Of course, the code repositories in which you store your application code are another attack surface that are often overlooked on modern Cloud Native estates, and one that can offer hackers the keys to your kingdom.

When using code repositories with AWS, for example, developers often accidentally push access keys and secret keys to the likes of GitHub, BitBucket, or GitLab (services based on the git repository search query software written by the venerable Linus Torvalds, who brought us Linux). Certificates and plain-text passwords are also common residents of online repositories. If you do not think that the storing of precious secrets is a massive problem for today's developers, visit this link: github.com/search?q=PRIVATE+KEY&type=Code.

The search engine on GitHub allows any registered user to hunt for the string PRIVATE KEY via their web interface. At the time of writing, there are a staggering 85,955,849 search results returned from that string. Of course, the vast majority will be correctly programmed code with references to where a key might be stored, but what are the bets that, with some patience, there are a few results that could really benefit an attacker?

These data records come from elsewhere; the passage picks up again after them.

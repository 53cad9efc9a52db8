// Candidate performance report built from stored assessment results.

use chrono::{DateTime, Utc};
use serde::{Deserialize, Serialize};
use skillgrade_common::types::AssessmentResult;
use std::cmp::Ordering;
use std::collections::BTreeMap;

const STRENGTH_THRESHOLD: f64 = 70.0;
const HIGHLIGHTED_SKILLS: usize = 3;
const SIGNIFICANT_GAP: f64 = 0.2;
const HIGH_PRIORITY_GAP: f64 = 0.5;

#[derive(Debug, Clone, Copy, PartialEq, Eq, Serialize, Deserialize)]
#[serde(rename_all = "snake_case")]
pub enum GapPriority {
    Medium,
    High,
}

/// Shortfall against a job's required proficiency, all values in [0, 1]
#[derive(Debug, Clone, PartialEq, Serialize, Deserialize)]
pub struct SkillGap {
    pub required: f64,
    pub current: f64,
    pub gap: f64,
    pub priority: GapPriority,
}

#[derive(Debug, Clone, PartialEq, Serialize, Deserialize)]
pub struct HistoryEntry {
    pub assessment_id: String,
    pub job_id: String,
    pub score: f64,
    pub passed: bool,
    pub evaluated_at: DateTime<Utc>,
}

#[derive(Debug, Clone, PartialEq, Serialize, Deserialize)]
pub struct CandidateReport {
    pub candidate_id: String,
    pub total_assessments: usize,
    pub average_score: f64,
    pub skill_performance: BTreeMap<String, f64>,
    /// Best skills first
    pub strengths: Vec<String>,
    pub weaknesses: Vec<String>,
    pub assessment_history: Vec<HistoryEntry>,
    #[serde(skip_serializing_if = "BTreeMap::is_empty", default)]
    pub skill_gaps: BTreeMap<String, SkillGap>,
}

/// Summarize a candidate's results.
///
/// `required_skills` (skill -> proficiency in [0, 1]) enables gap analysis; a skill the
/// candidate was never assessed on counts as proficiency 0.
pub fn build_report(
    candidate_id: &str,
    results: &[AssessmentResult],
    required_skills: Option<&BTreeMap<String, f64>>,
) -> CandidateReport {
    let mut per_skill: BTreeMap<String, Vec<f64>> = BTreeMap::new();
    for result in results {
        for (skill, score) in &result.skill_scores {
            per_skill.entry(skill.clone()).or_default().push(*score);
        }
    }

    let skill_performance: BTreeMap<String, f64> = per_skill
        .into_iter()
        .map(|(skill, scores)| {
            let avg = scores.iter().sum::<f64>() / scores.len() as f64;
            (skill, avg)
        })
        .collect();

    let mut ranked: Vec<(&String, f64)> = skill_performance.iter().map(|(k, v)| (k, *v)).collect();
    ranked.sort_by(|a, b| {
        b.1.partial_cmp(&a.1)
            .unwrap_or(Ordering::Equal)
            .then_with(|| a.0.cmp(b.0))
    });

    let strengths = ranked
        .iter()
        .take(HIGHLIGHTED_SKILLS)
        .filter(|(_, avg)| *avg >= STRENGTH_THRESHOLD)
        .map(|(skill, _)| (*skill).clone())
        .collect();
    let weaknesses = ranked
        .iter()
        .skip(ranked.len().saturating_sub(HIGHLIGHTED_SKILLS))
        .filter(|(_, avg)| *avg < STRENGTH_THRESHOLD)
        .map(|(skill, _)| (*skill).clone())
        .collect();

    let average_score = if results.is_empty() {
        0.0
    } else {
        results.iter().map(|r| r.total_score).sum::<f64>() / results.len() as f64
    };

    let mut assessment_history: Vec<HistoryEntry> = results
        .iter()
        .map(|r| HistoryEntry {
            assessment_id: r.assessment_id.clone(),
            job_id: r.job_id.clone(),
            score: r.total_score,
            passed: r.is_passed,
            evaluated_at: r.evaluated_at,
        })
        .collect();
    assessment_history.sort_by_key(|h| h.evaluated_at);

    let skill_gaps = required_skills
        .map(|required| skill_gaps(&skill_performance, required))
        .unwrap_or_default();

    CandidateReport {
        candidate_id: candidate_id.to_string(),
        total_assessments: results.len(),
        average_score,
        skill_performance,
        strengths,
        weaknesses,
        assessment_history,
        skill_gaps,
    }
}

pub fn skill_gaps(
    skill_performance: &BTreeMap<String, f64>,
    required_skills: &BTreeMap<String, f64>,
) -> BTreeMap<String, SkillGap> {
    required_skills
        .iter()
        .filter_map(|(skill, required)| {
            let current = skill_performance.get(skill).map(|s| s / 100.0).unwrap_or(0.0);
            let gap = (required - current).max(0.0);
            if gap <= SIGNIFICANT_GAP {
                return None;
            }
            let priority = if gap > HIGH_PRIORITY_GAP {
                GapPriority::High
            } else {
                GapPriority::Medium
            };
            Some((
                skill.clone(),
                SkillGap {
                    required: *required,
                    current,
                    gap,
                    priority,
                },
            ))
        })
        .collect()
}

There are a few ways of monitoring the storage of such secrets in code repositories, including tokens, certificates, and access keys. In this chapter, we will explore two Open Source tools that can help you automate their discovery.

Things to Consider

There are a few prerequisites to consider when setting up your code repositories for security. The first is that you need to make sure the hosting of your code repository is secure and suitable for your needs. Even some exceptionally large enterprises trust their intellectual property to GitHub's infrastructure, the most popular online git repository service. Microsoft bought GitHub at the end of 2018 in an attempt to increase its reach further into the Open Source community, which now puts some organizations off. For obvious reasons, the majority of larger organizations simply cannot risk an information leak of any variety and instead opt to host their code repositories either within Atlassian’s BitBucket (formerly known as Stash) and GitLab on-premises, locked away within their own cloud infrastructure.

To follow best practices for the basic security principle of privilege separation, it is important for your repositories to offer users only a minimal set of permissions. GitHub and the likes have matured significantly over the years and now provide granular permissions to achieve such levels of separation. Try the following for a hands-on demonstration of generating permission-based access tokens within GitHub:

  1. Sign into the web interface and click Settings, under the top-right menu for your user, and then choose Developer Settings at the bottom of the navigation menu on the left.
  2. Then click Personal Access Tokens, and you are presented with the ability to generate an access token. GitHub says this about these tokens, which are effectively ordinary OAuth tokens: “They can be used instead of a password for Git over HTTPS or can be used to authenticate to the API over Basic Authentication.” In other words, you should treat your access token in the same way as your GitHub password.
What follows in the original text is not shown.